To give an example, my EventProcessorHost
looks something like this:
public class EventHubProcessorHost
{
private readonly IEventProcessorFactory _eventProcessorFactory;
private readonly string _serviceBusConnectionString;
private readonly string _storageConnectionString;
private readonly string _eventHubName;
public EventHubProcessorHost(IEventProcessorFactory eventProcessorFactory, string serviceBusConnectionString, string storageConnectionString, string eventHubName)
{
_eventProcessorFactory = eventProcessorFactory;
_serviceBusConnectionString = serviceBusConnectionString;
_storageConnectionString = storageConnectionString;
_eventHubName = eventHubName;
}
public void Start()
{
var builder = new ServiceBusConnectionStringBuilder(_serviceBusConnectionString)
{
TransportType = TransportType.Amqp
};
var client = EventHubClient.CreateFromConnectionString(builder.ToString(), _eventHubName);
try
{
var eventProcessorHost = new EventProcessorHost("singleworker",
client.Path, client.GetDefaultConsumerGroup().GroupName, builder.ToString(), _storageConnectionString);
eventProcessorHost.RegisterEventProcessorFactoryAsync(_eventProcessorFactory);
}
catch (Exception exp)
{
Console.WriteLine("Error on send: " + exp.Message);
}
}
}
And the factory I pass in has a reference to my IoC container:
public class MyEventProcessorFactory : IEventProcessorFactory
{
private readonly IComponentContext _componentContext;
public MyEventProcessorFactory(IComponentContext componentContext)
{
_componentContext = componentContext;
}
public IEventProcessor CreateEventProcessor(PartitionContext context)
{
return _componentContext.Resolve<IEventProcessor>();
}
}
This allows me to use constructor injection as normal in my EventProcessor
:
public class MyEventProcessor : IEventProcessor
{
private IFoo _foo;
public MyEventProcessor(IFoo foo)
{
_foo = foo;
}
public Task OpenAsync(PartitionContext context)
{
return Task.FromResult<object>(null);
}
public async Task ProcessEventsAsync(PartitionContext context, IEnumerable<EventData> events)
{
foreach (var eventData in events)
{
// Processing code
}
await context.CheckpointAsync();
}
public async Task CloseAsync(PartitionContext context, CloseReason reason)
{
if (reason == CloseReason.Shutdown)
{
await context.CheckpointAsync();
}
}
}
Then I just wire everything up as normal in the Autofac container at start-up:
builder.RegisterType<Foo>().As<IFoo>()
builder.RegisterType<MyEventProcessor>().As<IEventProcessor>()
builder.Register(c => new MyEventProcessorFactory(c.Resolve<IComponentContext>())).As<IEventProcessorFactory>();
Hope this helps.
Upvotes: 6
Reputation: 9649
This is not the way to inject dependecies using castle windsor.

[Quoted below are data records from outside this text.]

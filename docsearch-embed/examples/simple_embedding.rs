//! Simple example demonstrating real embedding generation with fastembed

use docsearch_embed::{EmbedConfig, EmbeddingProvider, FastEmbedProvider};

#[tokio::main]
async fn main() -> Result<(), Box<dyn std::error::Error>> {
    tracing_subscriber::fmt::init();

    let temp_dir = tempfile::tempdir()?;
    let config = EmbedConfig::default_with_path(temp_dir.path())
        .with_batch_size(2)
        .with_download_progress(true);

    println!("Model: {}", config.model_name);
    println!("Batch size: {}", config.batch_size);

    let provider = FastEmbedProvider::create(config).await?;
    println!(
        "Provider {} ready, dimension {}",
        provider.provider_name(),
        provider.embedding_dimension()
    );

    let texts = vec![
        "Alluvial gold was found along Forest Creek in 1851.".to_string(),
        "The Ballarat reef yielded rich quartz.".to_string(),
        "Mining leases were registered with the warden.".to_string(),
    ];
    let result = provider.embed_texts(&texts).await?;

    for (text, embedding) in texts.iter().zip(result.embeddings.iter()) {
        println!("\"{text}\" -> {:?}", &embedding[..3.min(embedding.len())]);
    }
    Ok(())
}
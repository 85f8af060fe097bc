//! Query service and directory ingestion built on top of [`crate::storage`].

pub mod ingest;
pub mod service;

pub use ingest::{DocumentIngestor, IngestFailure, IngestReport, scan_documents};
pub use service::{
    DEFAULT_EMBED_BATCH_SIZE, DEFAULT_TOP_K, RetrievalService, SearchRequest, StatsResponse,
};
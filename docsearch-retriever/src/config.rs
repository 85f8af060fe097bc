//! TOML configuration and start-up wiring.
//!
//! Every section and field has a default, so an empty file (or no file at all) yields a
//! working configuration:
//!
//! ```toml
//! documents_dir = "data/documents"
//!
//! [chunking]
//! chunk_size = 512
//! chunk_overlap = 50
//!
//! [embedding]
//! provider = "fastembed"          # or "hashing"
//! model_name = "all-MiniLM-L6-v2"
//! batch_size = 32
//!
//! [store]
//! backend = "flat"                # or "sqlite"
//! path = "data/vector_store"
//! database = "data/documents.db"
//! lists = 100
//! probes = 10
//!
//! [ingest]
//! embed_batch_size = 32
//! locations = ["Bendigo", "Ballarat"]
//! ```

use crate::error::{Result, RetrieverError};
use crate::retrieval::{DEFAULT_EMBED_BATCH_SIZE, DocumentIngestor, RetrievalService};
use crate::storage::{FlatIndex, SqliteIndex, SqliteIndexOptions, VectorIndex};
use docsearch_context::{Chunker, ChunkerConfig, DEFAULT_LOCATIONS, MetadataEnricher};
use docsearch_embed::{
    DEFAULT_DIMENSION, EmbedConfig, EmbeddingProvider, FastEmbedProvider, HashingEmbedder,
};
use serde::{Deserialize, Serialize};
use std::path::{Path, PathBuf};
use std::str::FromStr;
use std::sync::Arc;

/// Which [`VectorIndex`] implementation to open.
#[derive(Debug, Clone, Copy, Default, PartialEq, Eq, Serialize, Deserialize)]
#[serde(rename_all = "lowercase")]
pub enum StoreBackend {
    #[default]
    Flat,
    Sqlite,
}

impl FromStr for StoreBackend {
    type Err = String;

    fn from_str(s: &str) -> std::result::Result<Self, Self::Err> {
        match s.to_lowercase().as_str() {
            "flat" => Ok(Self::Flat),
            "sqlite" => Ok(Self::Sqlite),
            _ => Err(format!("Invalid backend: {s} (expected flat or sqlite)")),
        }
    }
}

/// Which embedding provider to construct.
#[derive(Debug, Clone, Copy, Default, PartialEq, Eq, Serialize, Deserialize)]
#[serde(rename_all = "lowercase")]
pub enum EmbeddingBackend {
    #[default]
    Fastembed,
    Hashing,
}

impl FromStr for EmbeddingBackend {
    type Err = String;

    fn from_str(s: &str) -> std::result::Result<Self, Self::Err> {
        match s.to_lowercase().as_str() {
            "fastembed" => Ok(Self::Fastembed),
            "hashing" => Ok(Self::Hashing),
            _ => Err(format!(
                "Invalid embedder: {s} (expected fastembed or hashing)"
            )),
        }
    }
}

#[derive(Debug, Clone, Default, PartialEq, Serialize, Deserialize)]
#[serde(default)]
pub struct EmbeddingSettings {
    pub provider: EmbeddingBackend,
    /// Model settings, used by the fastembed provider
    #[serde(flatten)]
    pub model: EmbedConfig,
}

#[derive(Debug, Clone, PartialEq, Eq, Serialize, Deserialize)]
#[serde(default)]
pub struct StoreConfig {
    pub backend: StoreBackend,
    /// Snapshot directory of the flat index
    pub path: PathBuf,
    /// Database file of the SQLite index
    pub database: PathBuf,
    pub lists: usize,
    pub probes: usize,
}

impl Default for StoreConfig {
    fn default() -> Self {
        let sqlite = SqliteIndexOptions::default();
        Self {
            backend: StoreBackend::default(),
            path: PathBuf::from("data/vector_store"),
            database: PathBuf::from("data/documents.db"),
            lists: sqlite.lists,
            probes: sqlite.probes,
        }
    }
}

impl StoreConfig {
    pub fn sqlite_options(&self) -> SqliteIndexOptions {
        SqliteIndexOptions {
            lists: self.lists,
            probes: self.probes,
        }
    }
}

#[derive(Debug, Clone, PartialEq, Eq, Serialize, Deserialize)]
#[serde(default)]
pub struct IngestSettings {
    pub embed_batch_size: usize,
    /// Place names recognized in chunk text, earlier entries first
    pub locations: Vec<String>,
}

impl Default for IngestSettings {
    fn default() -> Self {
        Self {
            embed_batch_size: DEFAULT_EMBED_BATCH_SIZE,
            locations: DEFAULT_LOCATIONS.iter().map(|s| s.to_string()).collect(),
        }
    }
}

/// Top-level configuration of the `docsearch` tool.
#[derive(Debug, Clone, PartialEq, Serialize, Deserialize)]
#[serde(default)]
pub struct RetrieverConfig {
    pub documents_dir: PathBuf,
    pub chunking: ChunkerConfig,
    pub embedding: EmbeddingSettings,
    pub store: StoreConfig,
    pub ingest: IngestSettings,
}

impl Default for RetrieverConfig {
    fn default() -> Self {
        Self {
            documents_dir: PathBuf::from("data/documents"),
            chunking: ChunkerConfig::default(),
            embedding: EmbeddingSettings::default(),
            store: StoreConfig::default(),
            ingest: IngestSettings::default(),
        }
    }
}

impl RetrieverConfig {
    /// Read and validate a TOML configuration file.
    pub fn load(path: &Path) -> Result<Self> {
        let text = std::fs::read_to_string(path).map_err(|e| RetrieverError::io(path, e))?;
        let config = Self::from_toml(&text).map_err(|e| match e {
            RetrieverError::InvalidConfig { message } => {
                RetrieverError::invalid_config(format!("{}: {}", path.display(), message))
            }
            other => other,
        })?;
        tracing::debug!("Loaded configuration from {}", path.display());
        Ok(config)
    }

    pub fn from_toml(text: &str) -> Result<Self> {
        let config: Self =
            toml::from_str(text).map_err(|e| RetrieverError::invalid_config(e.to_string()))?;
        config.validate()?;
        Ok(config)
    }

    pub fn validate(&self) -> Result<()> {
        self.chunking.step()?;
        if self.ingest.embed_batch_size == 0 {
            return Err(RetrieverError::invalid_config(
                "ingest.embed_batch_size must be at least 1",
            ));
        }
        self.store.sqlite_options().validate()?;
        if self.embedding.provider == EmbeddingBackend::Fastembed {
            self.embedding.model.validate()?;
        }
        Ok(())
    }

    pub fn chunker(&self) -> Result<Chunker> {
        Ok(Chunker::new(self.chunking)?)
    }

    pub fn enricher(&self) -> MetadataEnricher {
        MetadataEnricher::new(self.ingest.locations.iter().cloned())
    }

    /// Build the embedder and index and pair them in a service.
    pub async fn open_service(&self) -> Result<RetrievalService> {
        let embedder = build_embedder(&self.embedding).await?;
        let index = open_index(&self.store, embedder.embedding_dimension()).await?;
        RetrievalService::new(embedder, index)?.with_embed_batch_size(self.ingest.embed_batch_size)
    }

    pub async fn open_ingestor(&self) -> Result<DocumentIngestor> {
        Ok(DocumentIngestor::new(
            self.open_service().await?,
            self.chunker()?,
            self.enricher(),
        ))
    }
}

/// Open the configured index backend.
pub async fn open_index(store: &StoreConfig, dimension: usize) -> Result<Arc<dyn VectorIndex>> {
    match store.backend {
        StoreBackend::Flat => {
            let index = FlatIndex::open(&store.path, dimension).await?;
            if let Some(warning) = index.load_warning() {
                tracing::warn!("Starting with an empty flat index: {}", warning);
            }
            Ok(Arc::new(index))
        }
        StoreBackend::Sqlite => Ok(Arc::new(
            SqliteIndex::open(&store.database, dimension, store.sqlite_options()).await?,
        )),
    }
}

/// Construct the configured embedding provider. Loading a model may download it.
pub async fn build_embedder(settings: &EmbeddingSettings) -> Result<Arc<dyn EmbeddingProvider>> {
    match settings.provider {
        EmbeddingBackend::Fastembed => Ok(Arc::new(
            FastEmbedProvider::create(settings.model.clone()).await?,
        )),
        EmbeddingBackend::Hashing => Ok(Arc::new(HashingEmbedder::new(DEFAULT_DIMENSION)?)),
    }
}
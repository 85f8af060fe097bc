use clap::Parser;
use docsearch_context::{
    ChunkMetadata, Chunker, ChunkerConfig, DocumentFormat, MetadataEnricher, extract_text,
    source_metadata,
};
use serde::Serialize;
use std::io::{self, Read};
use std::path::PathBuf;

/// A CLI tool to chunk a document into JSON output using docsearch-context.
#[derive(Parser, Debug)]
#[command(author, version, about, long_about = None)]
struct Args {
    /// Path to the input file (PDF, DOCX, or plain text). If not provided, reads from stdin.
    #[arg(short, long)]
    input: Option<PathBuf>,

    /// Maximum number of words per chunk.
    #[arg(short = 's', long, default_value_t = 512)]
    chunk_size: usize,

    /// Number of words shared by consecutive chunks.
    #[arg(short = 'o', long, default_value_t = 50)]
    chunk_overlap: usize,

    /// Detect years and goldfield locations in each chunk.
    #[arg(short, long)]
    enrich: bool,
}

#[derive(Serialize)]
struct SerializableChunk<'a> {
    chunk_index: usize,
    text: &'a str,
    metadata: &'a ChunkMetadata,
}

fn main() -> anyhow::Result<()> {
    let args = Args::parse();
    let chunker = Chunker::new(ChunkerConfig::new(args.chunk_size, args.chunk_overlap))?;

    let (text, base) = match &args.input {
        Some(path) if DocumentFormat::is_supported(path) => {
            (extract_text(path)?, source_metadata(path)?)
        }
        Some(path) => (std::fs::read_to_string(path)?, ChunkMetadata::default()),
        None => {
            let mut buffer = String::new();
            io::stdin().read_to_string(&mut buffer)?;
            (buffer, ChunkMetadata::default())
        }
    };

    let (chunks, mut metadatas) = chunker.chunk(&text, &base);
    if args.enrich {
        let enricher = MetadataEnricher::default();
        for (chunk, metadata) in chunks.iter().zip(metadatas.iter_mut()) {
            enricher.enrich(chunk, metadata);
        }
    }

    let serializable_chunks: Vec<SerializableChunk> = chunks
        .iter()
        .zip(metadatas.iter())
        .map(|(text, metadata)| SerializableChunk {
            chunk_index: metadata.chunk_index,
            text,
            metadata,
        })
        .collect();

    println!("{}", serde_json::to_string_pretty(&serializable_chunks)?);
    Ok(())
}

Given your code ctor-injection would work with a constructor listing the dependencies as parameters. In your case, this would look sth. like
public EventProcessor(IEventService eventService, ILogger logger, IConfigurationProvider configProvider)
{
try
{
this._eventService = eventService;
this._logger = logger; // however, i suggest using Property injection for that, see next example
this._configurationProvider = configProvider;
}
catch (Exception exception)
{
this._logger.WriteError(string.Format("Error occured when intializing EventProcessor: '{0}'", exception));
}
}
You could then resolve the EventProcessor itsself and those dependencies will be injected.
Property injection works with public properties. You simply define them like nomal properties and they get injected indepentendly.
public ILogger Logger {get; set;}
Consider using Castle Windsors way to inject loggers (see LoggingFacility in Winsdor docs. Maybe, you want to use NLog or log4net (like me)? --> then there is a ready-to-use nugetpackage (Castle Windor log4net integraton).